**PROBLEM:** Given the entries that follow, write out exactly the lines starting at the one containing "The radius is" and ending at the one containing "for py in y0..y1", both ends included, and only those.

(Records from a data source)
<<<<
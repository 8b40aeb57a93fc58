use image::{Rgba, RgbaImage};

/// Axis-aligned rectangle in pixel coordinates.
#[derive(Debug, Clone, Copy, PartialEq, Eq)]
pub struct Rect {
    pub x: i32,
    pub y: i32,
    pub width: u32,
    pub height: u32,
}

impl Rect {
    pub fn new(x: i32, y: i32, width: u32, height: u32) -> Self {
        Self {
            x,
            y,
            width,
            height,
        }
    }

    pub fn with_width(self, width: u32) -> Self {
        Self { width, ..self }
    }
}

/// Fills a rectangle whose four edges are joined by quarter-circle corners.
///
/// A pixel is painted when its center lies inside the shape. The radius is
/// clamped to half the shorter side, so very narrow fills degrade to a pill
/// and a zero-width rect paints nothing.
pub fn fill_rounded_rect(img: &mut RgbaImage, rect: Rect, radius: u32, color: Rgba<u8>) {
    if rect.width == 0 || rect.height == 0 {
        return;
    }

    let r = radius.min(rect.width / 2).min(rect.height / 2) as f32;
    let left = rect.x as f32;
    let top = rect.y as f32;
    let right = left + rect.width as f32;
    let bottom = top + rect.height as f32;

    // Corner arcs are centered on the inner rectangle
    let inner_left = left + r;
    let inner_right = right - r;
    let inner_top = top + r;
    let inner_bottom = bottom - r;

    let x0 = rect.x.max(0);
    let y0 = rect.y.max(0);
    let x1 = (rect.x + rect.width as i32).min(img.width() as i32);
    let y1 = (rect.y + rect.height as i32).min(img.height() as i32);

    for py in y0..y1 {
        let cy = py as f32 + 0.5;
        let dy = (inner_top - cy).max(cy - inner_bottom).max(0.0);
        for px in x0..x1 {
            let cx = px as f32 + 0.5;
            let dx = (inner_left - cx).max(cx - inner_right).max(0.0);
            if dx * dx + dy * dy <= r * r {
                img.put_pixel(px as u32, py as u32, color);
            }
        }
    }
}
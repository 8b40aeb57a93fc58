mod keys;
mod poll;

pub use keys::KeyMap;
pub use poll::{ControlRequest, PollLoop};

use anyhow::{Context, Result};
use std::fs;
use std::io::{BufRead, BufReader, Write};
use std::sync::Arc;
use std::thread;
use std::time::Duration;
use tokio::sync::{mpsc, oneshot};
use tracing::{error, info, warn};

use crate::command::{CommandRunner, Playerctl};
use crate::config::Config;
use crate::device::{self, DeckSession};
use crate::ipc::{DaemonCommand, DaemonResponse};
use crate::metadata::PlayerMetadata;
use crate::presence::LogPresence;
use crate::render::{Layout, Renderer, load_font};
use crate::spotify::auth::AuthServer;
use crate::spotify::{PlaybackQuery, SpotifyClient, TokenStore};

/// Strip size used for rendering when the device has no LCD strip
const FALLBACK_STRIP: (u32, u32) = (800, 100);

pub struct Daemon {
    config: Config,
}

impl Daemon {
    pub fn new(config: Config) -> Result<Self> {
        Ok(Self { config })
    }

    pub fn run(&self) -> Result<()> {
        let runtime = tokio::runtime::Runtime::new().with_context(|| "Failed to start runtime")?;
        runtime.block_on(self.run_async())
    }

    async fn run_async(&self) -> Result<()> {
        use interprocess::local_socket::prelude::*;
        use interprocess::local_socket::{GenericFilePath, ListenerOptions};

        // No device is the one failure that stops startup
        let (session, key_rx) = device::open(&self.config.device)
            .await
            .with_context(|| "Failed to open Stream Deck")?;
        let session: Arc<dyn DeckSession> = Arc::new(session);

        let playerctl = Playerctl::new(&self.config.player);
        if let Err(e) = playerctl.check_installed() {
            warn!("{e}");
        }
        let runner: Arc<dyn CommandRunner> = Arc::new(playerctl);

        let tokens = self.config.spotify.enabled.then(TokenStore::new);
        let playback = tokens.as_ref().map(|store| {
            Arc::new(SpotifyClient::new(Arc::new(store.clone()))) as Arc<dyn PlaybackQuery>
        });

        if let Some(store) = &tokens {
            let server = AuthServer::new(self.config.spotify.clone(), store.clone());
            tokio::spawn(async move {
                if let Err(e) = server.serve().await {
                    error!("{e:#}");
                }
            });
        }

        let layout = Layout {
            icon: session.icon_size(),
            strip: session.strip_size().unwrap_or(FALLBACK_STRIP),
        };
        let renderer = Renderer::new(layout, load_font(self.config.render.font_path.as_deref()))
            .with_formats(self.config.device.icon_format, self.config.device.strip_format);

        let source = Arc::new(PlayerMetadata::new(Arc::clone(&runner), playback));
        let mut poll = PollLoop::new(
            source,
            runner,
            session,
            renderer,
            KeyMap::new(&self.config.keys.bindings),
            self.config.device.icon_slot,
        );
        if self.config.presence.enabled {
            poll = poll.with_presence(Arc::new(LogPresence::new()));
        }
        if let Some(store) = tokens {
            poll = poll.with_tokens(store);
        }

        let socket_path = self.config.socket_path();

        // Remove stale socket
        if socket_path.exists() {
            fs::remove_file(&socket_path)?;
        }

        let pid_path = self.config.pid_path();
        fs::write(&pid_path, std::process::id().to_string())?;

        let name = socket_path.as_os_str().to_fs_name::<GenericFilePath>()?;
        let listener = ListenerOptions::new()
            .name(name)
            .create_sync()
            .with_context(|| "Failed to create socket listener")?;

        info!("Daemon started, listening on {}", socket_path.display());

        let (control_tx, control_rx) = mpsc::channel(8);
        thread::spawn(move || accept_control(listener, control_tx));

        let interval = Duration::from_millis(self.config.render.interval_ms.max(1));
        poll.run(interval, key_rx, control_rx).await;

        let _ = fs::remove_file(&socket_path);
        let _ = fs::remove_file(&pid_path);

        info!("Daemon stopped");
        Ok(())
    }

    pub fn start_detached(config: &Config) -> Result<()> {
        use std::process::{Command, Stdio};

        let socket_path = config.socket_path();
        if socket_path.exists() {
            let client = crate::ipc::DaemonClient::new(&socket_path);
            if client.is_daemon_running() {
                anyhow::bail!("Daemon is already running");
            }
            fs::remove_file(&socket_path)?;
        }

        let exe = std::env::current_exe()?;
        let log = fs::OpenOptions::new()
            .create(true)
            .append(true)
            .open(config.log_path())
            .with_context(|| format!("Failed to open {}", config.log_path().display()))?;

        let mut command = Command::new(&exe);
        command
            .arg("daemon")
            .arg("run")
            .stdin(Stdio::null())
            .stdout(log.try_clone()?)
            .stderr(log);

        #[cfg(unix)]
        {
            use std::os::unix::process::CommandExt;
            command.process_group(0);
        }

        command
            .spawn()
            .with_context(|| "Failed to start daemon")?;

        for _ in 0..50 {
            if socket_path.exists() {
                return Ok(());
            }
            thread::sleep(Duration::from_millis(100));
        }

        anyhow::bail!(
            "Daemon failed to start, see {}",
            config.log_path().display()
        )
    }

    pub fn stop(config: &Config) -> Result<()> {
        let client = crate::ipc::DaemonClient::new(config.socket_path());
        if client.is_daemon_running() {
            client.shutdown()?;
            for _ in 0..50 {
                if !config.socket_path().exists() {
                    return Ok(());
                }
                thread::sleep(Duration::from_millis(100));
            }
        }
        Ok(())
    }

    pub fn is_running(config: &Config) -> bool {
        let client = crate::ipc::DaemonClient::new(config.socket_path());
        client.is_daemon_running()
    }
}

/// Blocking accept loop; each request is answered by the poll loop.
fn accept_control(
    listener: interprocess::local_socket::Listener,
    control: mpsc::Sender<ControlRequest>,
) {
    use interprocess::local_socket::prelude::*;

    while !control.is_closed() {
        match listener.accept() {
            Ok(conn) => {
                if let Err(e) = handle_connection(conn, &control) {
                    error!("Connection error: {e}");
                }
            }
            Err(e) => error!("Accept error: {e}"),
        }
    }
}

fn handle_connection(
    conn: interprocess::local_socket::Stream,
    control: &mpsc::Sender<ControlRequest>,
) -> Result<()> {
    let mut reader = BufReader::new(&conn);
    let mut writer = &conn;

    let mut line = String::new();
    reader.read_line(&mut line)?;

    let command: DaemonCommand = serde_json::from_str(&line)?;
    let (reply, answer) = oneshot::channel();

    let response = if control
        .blocking_send(ControlRequest { command, reply })
        .is_ok()
    {
        answer
            .blocking_recv()
            .unwrap_or_else(|_| DaemonResponse::Error("Daemon is shutting down".to_string()))
    } else {
        DaemonResponse::Error("Daemon is shutting down".to_string())
    };

    let response_json = serde_json::to_string(&response)?;
    writeln!(writer, "{response_json}")?;
    writer.flush()?;

    Ok(())
}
>>>>
**RESULT:**
/// A pixel is painted when its center lies inside the shape. The radius is
/// clamped to half the shorter side, so very narrow fills degrade to a pill
/// and a zero-width rect paints nothing.
pub fn fill_rounded_rect(img: &mut RgbaImage, rect: Rect, radius: u32, color: Rgba<u8>) {
    if rect.width == 0 || rect.height == 0 {
        return;
    }

    let r = radius.min(rect.width / 2).min(rect.height / 2) as f32;
    let left = rect.x as f32;
    let top = rect.y as f32;
    let right = left + rect.width as f32;
    let bottom = top + rect.height as f32;

    // Corner arcs are centered on the inner rectangle
    let inner_left = left + r;
    let inner_right = right - r;
    let inner_top = top + r;
    let inner_bottom = bottom - r;

    let x0 = rect.x.max(0);
    let y0 = rect.y.max(0);
    let x1 = (rect.x + rect.width as i32).min(img.width() as i32);
    let y1 = (rect.y + rect.height as i32).min(img.height() as i32);

    for py in y0..y1 {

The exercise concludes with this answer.